Analistas da área econômica preveem que o impacto econômico sem precedentes na história recente gerada pela crise do coronavírus tem potencial para gerar uma nova onda de recuperação judicial e extrajudicial no país, em níveis semelhantes aos observados entre os anos de 2015 e 2017, pois muitas empresas se encontram em um momento de retomada de quatro ou cincos anos de crise, reestruturando dívidas, voltando a operar razoavelmente bem, mesmo sem fluxo de caixa forte, principalmente, para ultrapassar crises tão profundas como esta.
Outro setor que preocupa é o agronegócio, em particular, o sucroalcooleiro, fortemente afetado pelo câmbio alto. Grãos e proteínas também tendem a ser impactados, mas, mais diretamente pela redução de consumo, eventualmente, o que é natural neste momento diante da economia paralisada.
Pensando nisso, diante do cenário que se apresenta, resta, iminente a crise econômica, a qual desencadeará em curto e médio prazo, a falência de empresas que não buscarem mecanismos para minimizar perdas, ou manter suas atividades neste momento.

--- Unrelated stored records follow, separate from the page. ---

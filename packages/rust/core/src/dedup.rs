//! Dedup gate: single admission per `<source>:<key>`.

use std::sync::Arc;

use courier_shared::{DiscoveredItem, Item, Result, RetryPolicy};
use courier_storage::ItemStore;
use tracing::debug;

use crate::retry::with_storage_retry;

/// Outcome of offering a discovered item to the gate.
#[derive(Debug)]
pub enum Admission {
    /// First sighting; the item is now persisted as `Pending`.
    Admitted(Item),
    AlreadySeen,
}

/// Decides whether a discovered item is new. The check and the insert are
/// one atomic store call, so concurrent admission of the same key yields
/// exactly one `Admitted`.
#[derive(Clone)]
pub struct DedupGate {
    items: Arc<dyn ItemStore>,
    storage_retry: RetryPolicy,
}

impl DedupGate {
    pub fn new(items: Arc<dyn ItemStore>, storage_retry: RetryPolicy) -> Self {
        Self {
            items,
            storage_retry,
        }
    }

    pub async fn admit(&self, discovered: DiscoveredItem) -> Result<Admission> {
        let item = Item::discovered(discovered);
        let inserted = with_storage_retry(&self.storage_retry, "insert_if_absent", || {
            self.items.insert_if_absent(&item)
        })
        .await?;

        if inserted {
            debug!(key = %item.key, hash = %item.content_hash, "admitted item");
            Ok(Admission::Admitted(item))
        } else {
            debug!(key = %item.key, "already seen");
            Ok(Admission::AlreadySeen)
        }
    }
}
impl Coordinator {
    /// Wire the pipeline. Stage ordinals must be exactly `1..=N` and every
    /// stage needs a capability in `registry`.
    pub fn new<S>(
        storage: Arc<S>,
        registry: &AdapterRegistry,
        mut stages: Vec<StageDefinition>,
        settings: CoordinatorSettings,
        observer: Arc<dyn PipelineObserver>,
    ) -> Result<Self>
    where
        S: ItemStore + DeliveryStore + CursorStore + 'static,
    {
        stages.sort_by_key(|s| s.ordinal);
        let mut executors = Vec::with_capacity(stages.len());
        for (i, def) in stages.into_iter().enumerate() {
            if def.ordinal != i as u32 + 1 {
                return Err(CourierError::config(format!(
                    "stage '{}' has ordinal {}, expected {}",
                    def.name,
                    def.ordinal,
                    i + 1
                )));
            }
            let capability = registry.capability(&def.capability).ok_or_else(|| {
                CourierError::config(format!(
                    "stage '{}': no capability named '{}'",
                    def.name, def.capability
                ))
            })?;
            executors.push(StageExecutor::new(def, capability));
        }

        let items: Arc<dyn ItemStore> = storage.clone();
        let deliveries: Arc<dyn DeliveryStore> = storage.clone();
        let cursors: Arc<dyn CursorStore> = storage;

        let gate = DedupGate::new(items.clone(), settings.storage_retry);
        let discovery = DiscoveryRunner::new(
            gate,
            cursors,
            registry.sources().to_vec(),
            settings.storage_retry,
        );
        let tracker = DeliveryTracker::new(
            deliveries.clone(),
            registry.destinations().to_vec(),
            settings.storage_retry,
        );

        Ok(Self {
            inner: Arc::new(Inner {
                items,
                deliveries,
                stages: executors,
                tracker,
                settings,
                observer,
            }),
            discovery,
        })
    }

    /// Build from a loaded config and its adapter registry.
    pub fn from_config<S>(
        config: &AppConfig,
        storage: Arc<S>,
        registry: &AdapterRegistry,
        observer: Arc<dyn PipelineObserver>,
    ) -> Result<Self>
    where
        S: ItemStore + DeliveryStore + CursorStore + 'static,
    {
        Self::new(
            storage,
            registry,
            config.stage_definitions(),
            CoordinatorSettings::from(config),
            observer,
        )
    }

    // -----------------------------------------------------------------------
    // Processing
    // -----------------------------------------------------------------------

    /// Discover, process, and deliver until `shutdown` fires. A storage error
    /// that survives its retries stops the loop and is returned.
    #[instrument(skip_all)]
    pub async fn run(&self, shutdown: CancellationToken) -> Result<()> {
        let settings = &self.inner.settings;
        info!(
            stages = self.inner.stages.len(),
            item_concurrency = settings.item_concurrency,
            poll_interval = ?settings.poll_interval,
            "pipeline started"
        );

        while !shutdown.is_cancelled() {
            if let Err(e) = self.cycle(&shutdown).await {
                error!(error = %e, "pipeline halted");
                return Err(e);
            }

            tokio::select! {
                _ = shutdown.cancelled() => break,
                _ = tokio::time::sleep(settings.poll_interval) => {}
            }
        }

        info!("pipeline stopped");
        Ok(())
    }

    async fn cycle(&self, shutdown: &CancellationToken) -> Result<()> {
        self.discover_once(shutdown).await?;
        self.poll_once(shutdown).await?;
        if let Some(retention) = self.inner.settings.retention {
            self.prune(retention).await?;
        }
        Ok(())
    }

    /// One discovery pass over every active source.
    pub async fn discover_once(&self, shutdown: &CancellationToken) -> Result<DiscoveryReport> {
        self.discovery
            .run_once(self.inner.observer.as_ref(), shutdown)
            .await
    }

    /// One processing pass: deliver leftover `Ready` items, then work every
    /// claimable `Pending`/`InStage` item through its remaining stages.
    #[instrument(skip_all)]
    pub async fn poll_once(&self, shutdown: &CancellationToken) -> Result<PollReport> {
        let mut report = PollReport::default();
        self.sweep(Sweep::Deliveries, shutdown, &mut report).await?;
        self.sweep(Sweep::Stages, shutdown, &mut report).await?;

        info!(
            processed = report.processed,
            delivered = report.delivered,
            failed = report.failed,
            deferred = report.deferred,
            "poll finished"
        );
        self.inner.observer.poll_finished(&report);
        Ok(report)
    }

    /// Lazily page through items still needing stage work.
    pub fn pending_items(&self) -> BoxStream<'static, Result<Item>> {
        self.scan(Sweep::Stages)
    }

    fn scan(&self, sweep: Sweep) -> BoxStream<'static, Result<Item>> {
        let start: PageState = (self.inner.clone(), None, false);
        stream::try_unfold(start, move |(inner, after, done)| {
            Inner::next_page(inner, sweep, after, done)
        })
        .map_ok(|page| stream::iter(page.into_iter().map(Ok)))
        .try_flatten()
        .boxed()
    }

    async fn sweep(
        &self,
        sweep: Sweep,
        shutdown: &CancellationToken,
        report: &mut PollReport,
    ) -> Result<()> {
        let permits = Arc::new(Semaphore::new(self.inner.settings.item_concurrency.max(1)));
        let mut tasks: JoinSet<Result<ItemOutcome>> = JoinSet::new();
        let mut items = self.scan(sweep);
        let mut halted: Option<CourierError> = None;

        while let Some(next) = items.next().await {
            if shutdown.is_cancelled() {
                debug!("shutdown requested, not claiming more items");
                break;
            }
            let item = match next {
                Ok(item) => item,
                Err(e) => {
                    halted = Some(e);
                    break;
                }
            };
            let Ok(permit) = permits.clone().acquire_owned().await else {
                break;
            };

            let inner = self.inner.clone();
            let token = shutdown.clone();
            tasks.spawn(async move {
                let _permit = permit;
                inner.process(item, &token).await
            });

            while let Some(joined) = tasks.try_join_next() {
                if let Err(e) = tally(joined, report) {
                    halted.get_or_insert(e);
                }
            }
            if halted.is_some() {
                break;
            }
        }

        // In-flight items finish their current write before we return.
        while let Some(joined) = tasks.join_next().await {
            if let Err(e) = tally(joined, report) {
                halted.get_or_insert(e);
            }
        }

        match halted {
            Some(e) => Err(e),
            None => Ok(()),
        }
    }

    // -----------------------------------------------------------------------
    // Operator operations
    // -----------------------------------------------------------------------

    /// Send a `Failed(k)` item back to `InStage(k)`. Earlier stage outputs
    /// are kept, so only stage `k` onward runs again.
    ///
    /// A `Delivered` item with permanently failed deliveries goes back to
    /// `Ready` instead, and only those destinations are tried again.
    #[instrument(skip_all, fields(key = %key))]
    pub async fn replay(&self, key: &ItemKey) -> Result<Item> {
        let inner = &self.inner;
        let mut item = with_storage_retry(&inner.settings.storage_retry, "get", || {
            inner.items.get(key)
        })
        .await?
        .ok_or_else(|| CourierError::validation(format!("no item with key '{key}'")))?;

        match item.status.clone() {
            ItemStatus::Failed { stage, ordinal, .. } => {
                item.status = ItemStatus::InStage { stage, ordinal };
                item.lease_until = None;
                if !inner.persist(&mut item).await? {
                    return Err(CourierError::Conflict(format!(
                        "item '{key}' changed while replaying"
                    )));
                }
                info!(ordinal, "item replayed");
                Ok(item)
            }
            ItemStatus::Delivered => {
                let reset = inner.reset_failed_deliveries(key).await?;
                if reset == 0 {
                    return Err(CourierError::validation(format!(
                        "item '{key}' was delivered everywhere, nothing to replay"
                    )));
                }
                item.status = ItemStatus::Ready;
                item.lease_until = None;
                if !inner.persist(&mut item).await? {
                    return Err(CourierError::Conflict(format!(
                        "item '{key}' changed while replaying"
                    )));
                }
                info!(destinations = reset, "deliveries replayed");
                Ok(item)
            }
            other => Err(CourierError::validation(format!(
                "item '{key}' is {other}, only failed items can be replayed"
            ))),
        }
    }

    pub async fn failed_items(&self, limit: u32) -> Result<Vec<Item>> {
        self.inner.items.list_by_status(StatusKind::Failed, limit).await
    }

    /// Deliveries a destination refused for good. Their items count as
    /// delivered but are kept until replayed.
    pub async fn failed_deliveries(&self, limit: u32) -> Result<Vec<DeliveryRecord>> {
        self.inner
            .deliveries
            .list_deliveries_by_status(DeliveryStatus::PermanentlyFailed, limit)
            .await
    }

    /// Every delivery record of one item, by destination.
    pub async fn deliveries(&self, key: &ItemKey) -> Result<Vec<DeliveryRecord>> {
        self.inner.deliveries.list_deliveries(key).await
    }

    pub async fn item(&self, key: &ItemKey) -> Result<Option<Item>> {
        self.inner.items.get(key).await
    }

    pub async fn status_counts(&self) -> Result<Vec<(StatusKind, u64)>> {
        self.inner.items.count_by_status().await
    }

    pub async fn delivery_counts(&self) -> Result<Vec<(DeliveryStatus, u64)>> {
        self.inner.deliveries.count_deliveries_by_status().await
    }

    /// Remove delivered items older than `retention`. Items with a
    /// permanently failed delivery are kept.
    pub async fn prune(&self, retention: Duration) -> Result<u64> {
        let retention = chrono::Duration::from_std(retention)
            .map_err(|e| CourierError::validation(format!("retention out of range: {e}")))?;
        let cutoff = Utc::now() - retention;
        let inner = &self.inner;
        with_storage_retry(&inner.settings.storage_retry, "prune_delivered", || {
            inner.items.prune_delivered(cutoff)
        })
        .await
    }
}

Um dos instrumentos existentes em nosso ordenamento jurídico, que visa impedir a quebra e, com isso, soerguer a empresa em dificuldade, mas viável economicamente, está a recuperação judicial. Este instrumento previsto na Lei 11.101/05 traz ferramentas eficazes para que a empresa que possui viabilidade econômica possa buscar a superação e evitar a falência.
Para concluir, o país, como um todo, precisa urgente promover e reativar a atividade econômica em todo território nacional e em todos os seus setores econômicos, principalmente, para a micro, pequena e média empresa, setores estes que absorvem uma maior fragilidade nestes momentos de forte retração econômica, com imensa dificuldade de se obter linhas de crédito com juros baixos, para se evitar um colapso geral em toda a economia do Brasil, já fragilizada por anos de retração econômica. Mas haverá muitas empresas doentes nesta crise, não há dúvidas. A cura será necessariamente uma massiva ação de turnaround ou pedidos de recuperação judicial.